Your task: Produce as output only the lines below starting at the line with "pub enum TransactionError" and continuing through the line with "str, reason: String", each one exactly as written.

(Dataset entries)
•••••
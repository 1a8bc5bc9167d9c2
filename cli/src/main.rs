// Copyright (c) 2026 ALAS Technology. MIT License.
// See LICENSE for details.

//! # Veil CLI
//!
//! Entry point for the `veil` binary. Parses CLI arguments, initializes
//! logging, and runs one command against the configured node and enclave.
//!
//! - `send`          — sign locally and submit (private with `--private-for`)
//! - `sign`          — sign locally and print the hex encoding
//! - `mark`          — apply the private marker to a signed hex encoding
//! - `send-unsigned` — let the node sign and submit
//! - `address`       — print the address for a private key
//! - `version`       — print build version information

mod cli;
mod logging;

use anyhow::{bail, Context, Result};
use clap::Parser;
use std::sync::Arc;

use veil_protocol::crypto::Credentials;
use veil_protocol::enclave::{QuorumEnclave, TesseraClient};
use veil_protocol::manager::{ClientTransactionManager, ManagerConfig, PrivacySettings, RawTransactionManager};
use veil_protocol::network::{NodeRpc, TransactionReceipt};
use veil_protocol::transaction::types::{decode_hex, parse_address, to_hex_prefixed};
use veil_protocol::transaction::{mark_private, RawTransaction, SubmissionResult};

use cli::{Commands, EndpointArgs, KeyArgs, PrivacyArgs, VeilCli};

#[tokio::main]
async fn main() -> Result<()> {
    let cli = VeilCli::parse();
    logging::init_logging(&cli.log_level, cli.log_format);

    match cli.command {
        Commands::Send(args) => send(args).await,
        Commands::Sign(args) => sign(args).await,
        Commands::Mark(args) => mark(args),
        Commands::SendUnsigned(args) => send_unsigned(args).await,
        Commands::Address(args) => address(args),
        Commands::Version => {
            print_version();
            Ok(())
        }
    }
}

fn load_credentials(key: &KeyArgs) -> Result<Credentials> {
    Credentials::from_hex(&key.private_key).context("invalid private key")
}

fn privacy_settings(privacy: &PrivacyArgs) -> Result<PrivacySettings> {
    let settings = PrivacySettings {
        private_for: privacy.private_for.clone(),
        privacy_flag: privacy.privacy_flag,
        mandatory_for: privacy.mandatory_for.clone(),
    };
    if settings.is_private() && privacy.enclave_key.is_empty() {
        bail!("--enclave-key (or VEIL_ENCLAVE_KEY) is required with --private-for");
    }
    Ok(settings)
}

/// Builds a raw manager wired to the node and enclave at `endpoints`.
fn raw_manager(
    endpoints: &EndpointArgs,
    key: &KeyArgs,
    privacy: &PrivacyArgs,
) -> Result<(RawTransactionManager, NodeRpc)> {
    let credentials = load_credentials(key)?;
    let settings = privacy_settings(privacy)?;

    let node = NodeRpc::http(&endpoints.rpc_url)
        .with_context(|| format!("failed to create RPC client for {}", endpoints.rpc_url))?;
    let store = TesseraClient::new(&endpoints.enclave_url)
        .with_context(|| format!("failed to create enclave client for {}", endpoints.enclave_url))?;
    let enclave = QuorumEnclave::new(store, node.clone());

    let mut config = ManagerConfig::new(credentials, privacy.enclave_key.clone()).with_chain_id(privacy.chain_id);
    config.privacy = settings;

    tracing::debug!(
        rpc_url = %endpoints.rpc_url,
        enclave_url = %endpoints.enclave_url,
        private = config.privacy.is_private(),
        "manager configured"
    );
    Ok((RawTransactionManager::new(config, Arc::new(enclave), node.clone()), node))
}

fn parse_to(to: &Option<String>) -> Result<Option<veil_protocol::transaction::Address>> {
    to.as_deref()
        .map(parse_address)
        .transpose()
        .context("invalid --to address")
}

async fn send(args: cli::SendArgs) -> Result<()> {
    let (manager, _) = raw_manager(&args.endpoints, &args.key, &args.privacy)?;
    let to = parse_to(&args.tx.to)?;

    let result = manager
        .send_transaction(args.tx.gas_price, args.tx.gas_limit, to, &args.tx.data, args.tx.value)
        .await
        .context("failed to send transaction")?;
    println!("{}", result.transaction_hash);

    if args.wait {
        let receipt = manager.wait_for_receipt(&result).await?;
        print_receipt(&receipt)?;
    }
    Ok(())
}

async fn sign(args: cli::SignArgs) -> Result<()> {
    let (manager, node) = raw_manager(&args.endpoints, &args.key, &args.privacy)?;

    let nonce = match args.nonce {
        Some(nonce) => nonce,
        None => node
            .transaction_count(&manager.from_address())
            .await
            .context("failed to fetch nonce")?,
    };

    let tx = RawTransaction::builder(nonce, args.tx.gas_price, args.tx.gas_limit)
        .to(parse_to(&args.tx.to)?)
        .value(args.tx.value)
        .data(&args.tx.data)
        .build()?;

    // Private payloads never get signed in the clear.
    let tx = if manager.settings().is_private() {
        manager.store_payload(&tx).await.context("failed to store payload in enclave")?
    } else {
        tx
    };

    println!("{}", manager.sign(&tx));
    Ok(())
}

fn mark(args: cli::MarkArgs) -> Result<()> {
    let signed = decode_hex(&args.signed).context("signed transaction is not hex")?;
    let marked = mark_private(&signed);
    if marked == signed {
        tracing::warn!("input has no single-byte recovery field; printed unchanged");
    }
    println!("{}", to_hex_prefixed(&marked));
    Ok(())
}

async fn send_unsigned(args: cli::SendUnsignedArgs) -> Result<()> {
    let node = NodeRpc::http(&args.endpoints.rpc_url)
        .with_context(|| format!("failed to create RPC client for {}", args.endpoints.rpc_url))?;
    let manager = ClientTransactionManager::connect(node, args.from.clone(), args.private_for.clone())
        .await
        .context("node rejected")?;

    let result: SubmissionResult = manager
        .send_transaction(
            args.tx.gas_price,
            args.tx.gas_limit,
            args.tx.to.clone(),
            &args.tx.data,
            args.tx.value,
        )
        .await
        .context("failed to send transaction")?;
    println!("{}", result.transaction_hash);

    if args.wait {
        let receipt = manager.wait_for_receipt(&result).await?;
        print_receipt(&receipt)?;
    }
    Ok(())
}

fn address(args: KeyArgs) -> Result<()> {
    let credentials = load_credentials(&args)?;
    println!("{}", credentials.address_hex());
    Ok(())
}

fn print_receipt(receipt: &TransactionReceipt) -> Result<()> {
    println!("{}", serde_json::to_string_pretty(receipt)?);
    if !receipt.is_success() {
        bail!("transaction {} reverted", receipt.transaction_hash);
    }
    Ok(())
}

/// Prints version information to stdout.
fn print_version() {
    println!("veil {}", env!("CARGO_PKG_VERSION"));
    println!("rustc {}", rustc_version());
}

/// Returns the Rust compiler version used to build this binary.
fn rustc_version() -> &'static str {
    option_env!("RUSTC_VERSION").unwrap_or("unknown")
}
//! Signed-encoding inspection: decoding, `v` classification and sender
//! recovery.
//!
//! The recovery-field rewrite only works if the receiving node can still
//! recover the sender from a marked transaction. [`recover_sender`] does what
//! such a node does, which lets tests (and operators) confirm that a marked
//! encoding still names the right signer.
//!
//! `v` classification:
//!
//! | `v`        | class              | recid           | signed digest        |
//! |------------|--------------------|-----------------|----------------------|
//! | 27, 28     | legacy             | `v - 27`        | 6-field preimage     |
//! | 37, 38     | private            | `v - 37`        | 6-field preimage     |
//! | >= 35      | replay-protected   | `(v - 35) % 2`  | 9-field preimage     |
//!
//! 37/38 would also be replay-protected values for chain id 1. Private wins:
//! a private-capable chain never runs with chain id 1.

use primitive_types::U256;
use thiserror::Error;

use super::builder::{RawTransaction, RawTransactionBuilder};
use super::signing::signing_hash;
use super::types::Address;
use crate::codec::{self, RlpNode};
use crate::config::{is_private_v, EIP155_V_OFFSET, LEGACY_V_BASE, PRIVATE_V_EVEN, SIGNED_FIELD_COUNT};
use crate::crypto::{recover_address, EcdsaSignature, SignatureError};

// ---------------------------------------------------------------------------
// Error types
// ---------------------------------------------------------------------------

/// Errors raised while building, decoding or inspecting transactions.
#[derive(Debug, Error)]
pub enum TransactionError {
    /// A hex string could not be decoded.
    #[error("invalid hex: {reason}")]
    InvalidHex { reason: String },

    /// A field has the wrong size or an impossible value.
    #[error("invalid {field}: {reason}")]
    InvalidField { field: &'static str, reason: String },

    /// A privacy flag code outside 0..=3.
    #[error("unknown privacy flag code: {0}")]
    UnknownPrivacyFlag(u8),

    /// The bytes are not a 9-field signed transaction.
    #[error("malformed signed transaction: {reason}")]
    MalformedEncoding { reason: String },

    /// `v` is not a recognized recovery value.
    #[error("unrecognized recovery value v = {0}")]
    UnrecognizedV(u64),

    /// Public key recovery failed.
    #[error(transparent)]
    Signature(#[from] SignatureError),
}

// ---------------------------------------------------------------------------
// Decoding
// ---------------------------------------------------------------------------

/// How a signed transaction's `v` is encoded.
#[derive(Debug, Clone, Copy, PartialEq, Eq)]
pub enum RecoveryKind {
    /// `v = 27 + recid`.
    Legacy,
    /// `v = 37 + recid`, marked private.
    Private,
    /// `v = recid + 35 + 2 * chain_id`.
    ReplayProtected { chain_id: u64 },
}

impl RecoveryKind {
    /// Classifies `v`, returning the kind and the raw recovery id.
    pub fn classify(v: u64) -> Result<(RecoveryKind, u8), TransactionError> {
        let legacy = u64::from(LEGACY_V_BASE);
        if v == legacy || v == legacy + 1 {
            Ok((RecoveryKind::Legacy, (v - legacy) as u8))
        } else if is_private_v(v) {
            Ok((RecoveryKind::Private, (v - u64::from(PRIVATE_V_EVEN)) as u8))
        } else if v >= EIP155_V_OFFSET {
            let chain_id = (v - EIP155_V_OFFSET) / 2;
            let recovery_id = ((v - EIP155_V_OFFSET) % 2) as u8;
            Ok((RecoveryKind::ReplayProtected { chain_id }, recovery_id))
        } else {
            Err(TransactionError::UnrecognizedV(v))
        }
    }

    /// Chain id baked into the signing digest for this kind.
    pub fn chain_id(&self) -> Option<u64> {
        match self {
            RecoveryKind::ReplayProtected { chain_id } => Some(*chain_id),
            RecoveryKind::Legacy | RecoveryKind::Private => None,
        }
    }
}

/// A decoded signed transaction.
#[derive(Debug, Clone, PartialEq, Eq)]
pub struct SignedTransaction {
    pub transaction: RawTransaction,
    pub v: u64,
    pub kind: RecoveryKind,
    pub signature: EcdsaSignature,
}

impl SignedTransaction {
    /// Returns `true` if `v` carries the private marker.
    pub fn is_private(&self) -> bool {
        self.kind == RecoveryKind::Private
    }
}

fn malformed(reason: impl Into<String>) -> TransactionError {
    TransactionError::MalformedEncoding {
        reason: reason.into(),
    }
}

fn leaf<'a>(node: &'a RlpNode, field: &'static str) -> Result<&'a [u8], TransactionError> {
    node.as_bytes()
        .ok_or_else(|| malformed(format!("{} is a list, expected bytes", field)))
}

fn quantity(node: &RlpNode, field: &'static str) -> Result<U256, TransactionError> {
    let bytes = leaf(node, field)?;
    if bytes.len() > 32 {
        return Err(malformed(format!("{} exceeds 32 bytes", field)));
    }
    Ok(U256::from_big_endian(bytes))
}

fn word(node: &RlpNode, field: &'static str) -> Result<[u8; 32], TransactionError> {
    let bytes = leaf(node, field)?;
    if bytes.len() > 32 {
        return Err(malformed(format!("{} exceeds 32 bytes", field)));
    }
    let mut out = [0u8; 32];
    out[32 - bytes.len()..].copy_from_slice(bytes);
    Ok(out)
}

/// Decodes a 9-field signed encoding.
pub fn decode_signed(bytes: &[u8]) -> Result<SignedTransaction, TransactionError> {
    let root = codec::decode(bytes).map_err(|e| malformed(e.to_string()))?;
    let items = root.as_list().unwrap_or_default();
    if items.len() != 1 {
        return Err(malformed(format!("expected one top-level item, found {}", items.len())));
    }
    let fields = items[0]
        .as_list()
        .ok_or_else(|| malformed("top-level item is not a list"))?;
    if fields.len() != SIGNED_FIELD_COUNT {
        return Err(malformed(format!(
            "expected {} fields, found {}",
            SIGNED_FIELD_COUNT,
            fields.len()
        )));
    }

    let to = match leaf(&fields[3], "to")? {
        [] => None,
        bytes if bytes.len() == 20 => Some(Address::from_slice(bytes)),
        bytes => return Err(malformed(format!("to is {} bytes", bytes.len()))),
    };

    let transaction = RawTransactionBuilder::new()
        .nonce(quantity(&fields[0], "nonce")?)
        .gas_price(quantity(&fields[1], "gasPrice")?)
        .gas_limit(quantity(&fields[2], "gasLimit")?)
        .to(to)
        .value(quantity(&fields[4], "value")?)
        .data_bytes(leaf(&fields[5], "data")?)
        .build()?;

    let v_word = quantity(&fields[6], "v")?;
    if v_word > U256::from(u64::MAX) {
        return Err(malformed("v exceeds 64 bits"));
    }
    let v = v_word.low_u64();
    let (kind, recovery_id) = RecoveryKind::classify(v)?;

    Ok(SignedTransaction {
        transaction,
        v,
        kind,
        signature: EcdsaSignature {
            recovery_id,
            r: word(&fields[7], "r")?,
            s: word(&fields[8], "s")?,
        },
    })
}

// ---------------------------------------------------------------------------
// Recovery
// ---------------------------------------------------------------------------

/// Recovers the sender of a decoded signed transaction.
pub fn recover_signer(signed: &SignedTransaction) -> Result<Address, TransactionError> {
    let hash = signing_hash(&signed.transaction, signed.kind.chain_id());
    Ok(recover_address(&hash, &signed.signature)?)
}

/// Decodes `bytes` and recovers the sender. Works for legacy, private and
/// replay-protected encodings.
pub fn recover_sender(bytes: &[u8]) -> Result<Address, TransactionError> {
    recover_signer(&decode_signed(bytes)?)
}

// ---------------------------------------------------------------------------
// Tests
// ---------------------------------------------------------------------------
•••••
Your response:
pub enum TransactionError {
    /// A hex string could not be decoded.
    #[error("invalid hex: {reason}")]
    InvalidHex { reason: String },

    /// A field has the wrong size or an impossible value.
    #[error("invalid {field}: {reason}")]
    InvalidField { field: &'static str, reason: String },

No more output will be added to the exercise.